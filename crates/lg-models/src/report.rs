//! Condition report models.

use chrono::{DateTime, Utc};
use schemars::JsonSchema;
use serde::{Deserialize, Serialize};
use std::fmt;
use uuid::Uuid;

use crate::defect::DefectRecord;

/// Unique identifier for a condition report.
#[derive(Debug, Clone, PartialEq, Eq, Hash, Serialize, Deserialize, JsonSchema)]
#[serde(transparent)]
pub struct ReportId(pub String);

impl ReportId {
    /// Generate a new random report ID.
    pub fn new() -> Self {
        Self(Uuid::new_v4().to_string())
    }

    /// Create from an existing string.
    pub fn from_string(s: impl Into<String>) -> Self {
        Self(s.into())
    }

    /// Get the inner string.
    pub fn as_str(&self) -> &str {
        &self.0
    }
}

impl Default for ReportId {
    fn default() -> Self {
        Self::new()
    }
}

impl fmt::Display for ReportId {
    fn fmt(&self, f: &mut fmt::Formatter<'_>) -> fmt::Result {
        write!(f, "{}", self.0)
    }
}

impl From<String> for ReportId {
    fn from(s: String) -> Self {
        Self(s)
    }
}

impl From<&str> for ReportId {
    fn from(s: &str) -> Self {
        Self(s.to_string())
    }
}

/// Persisted aggregate of all detections for one pipeline run.
///
/// Written once with a single create; never edited afterwards.
#[derive(Debug, Clone, PartialEq, Serialize, Deserialize, JsonSchema)]
pub struct ConditionReport {
    pub id: ReportId,
    pub created_at: DateTime<Utc>,
    /// Where the walkthrough video came from (URL or upload name)
    #[serde(skip_serializing_if = "Option::is_none")]
    pub source_ref: Option<String>,
    /// Defects in chronological detection order
    pub defects: Vec<DefectRecord>,
}

impl ConditionReport {
    /// Compose a new report with a fresh id stamped now.
    pub fn new(source_ref: Option<String>, defects: Vec<DefectRecord>) -> Self {
        Self {
            id: ReportId::new(),
            created_at: Utc::now(),
            source_ref,
            defects,
        }
    }

    /// Number of defects that have a stored screenshot.
    pub fn defects_with_assets(&self) -> usize {
        self.defects.iter().filter(|d| d.asset_ref.is_some()).count()
    }
}

#[cfg(test)]
mod tests {
    use super::*;

    #[test]
    fn test_report_ids_are_unique() {
        let a = ConditionReport::new(None, vec![]);
        let b = ConditionReport::new(None, vec![]);
        assert_ne!(a.id, b.id);
    }

    #[test]
    fn test_report_id_display() {
        let id = ReportId::from("abc-123");
        assert_eq!(id.to_string(), "abc-123");
        assert_eq!(id.as_str(), "abc-123");
    }

    #[test]
    fn test_source_ref_omitted_when_absent() {
        let report = ConditionReport::new(None, vec![]);
        let value = serde_json::to_value(&report).unwrap();
        assert!(value.get("source_ref").is_none());
        assert_eq!(value["defects"].as_array().unwrap().len(), 0);
    }
}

::::

Requirement - The full set of entries has to be duplicated precisely.

Task answer -
filename crates/lg-models/src/report.rs
//! Condition report models.

use chrono::{DateTime, Utc};
use schemars::JsonSchema;
use serde::{Deserialize, Serialize};
use std::fmt;
use uuid::Uuid;

use crate::defect::DefectRecord;

/// Unique identifier for a condition report.
#[derive(Debug, Clone, PartialEq, Eq, Hash, Serialize, Deserialize, JsonSchema)]
#[serde(transparent)]
pub struct ReportId(pub String);

impl ReportId {
    /// Generate a new random report ID.
    pub fn new() -> Self {
        Self(Uuid::new_v4().to_string())
    }

    /// Create from an existing string.
    pub fn from_string(s: impl Into<String>) -> Self {
        Self(s.into())
    }

    /// Get the inner string.
    pub fn as_str(&self) -> &str {
        &self.0
    }
}

impl Default for ReportId {
    fn default() -> Self {
        Self::new()
    }
}

impl fmt::Display for ReportId {
    fn fmt(&self, f: &mut fmt::Formatter<'_>) -> fmt::Result {
        write!(f, "{}", self.0)
    }
}

impl From<String> for ReportId {
    fn from(s: String) -> Self {
        Self(s)
    }
}

impl From<&str> for ReportId {
    fn from(s: &str) -> Self {
        Self(s.to_string())
    }
}

/// Persisted aggregate of all detections for one pipeline run.
///
/// Written once with a single create; never edited afterwards.
#[derive(Debug, Clone, PartialEq, Serialize, Deserialize, JsonSchema)]
pub struct ConditionReport {
    pub id: ReportId,
    pub created_at: DateTime<Utc>,
    /// Where the walkthrough video came from (URL or upload name)
    #[serde(skip_serializing_if = "Option::is_none")]
    pub source_ref: Option<String>,
    /// Defects in chronological detection order
    pub defects: Vec<DefectRecord>,
}

impl ConditionReport {
    /// Compose a new report with a fresh id stamped now.
    pub fn new(source_ref: Option<String>, defects: Vec<DefectRecord>) -> Self {
        Self {
            id: ReportId::new(),
            created_at: Utc::now(),
            source_ref,
            defects,
        }
    }

    /// Number of defects that have a stored screenshot.
    pub fn defects_with_assets(&self) -> usize {
        self.defects.iter().filter(|d| d.asset_ref.is_some()).count()
    }
}

#[cfg(test)]
mod tests {
    use super::*;

    #[test]
    fn test_report_ids_are_unique() {
        let a = ConditionReport::new(None, vec![]);
        let b = ConditionReport::new(None, vec![]);
        assert_ne!(a.id, b.id);
    }

    #[test]
    fn test_report_id_display() {
        let id = ReportId::from("abc-123");
        assert_eq!(id.to_string(), "abc-123");
        assert_eq!(id.as_str(), "abc-123");
    }

    #[test]
    fn test_source_ref_omitted_when_absent() {
        let report = ConditionReport::new(None, vec![]);
        let value = serde_json::to_value(&report).unwrap();
        assert!(value.get("source_ref").is_none());
        assert_eq!(value["defects"].as_array().unwrap().len(), 0);
    }
}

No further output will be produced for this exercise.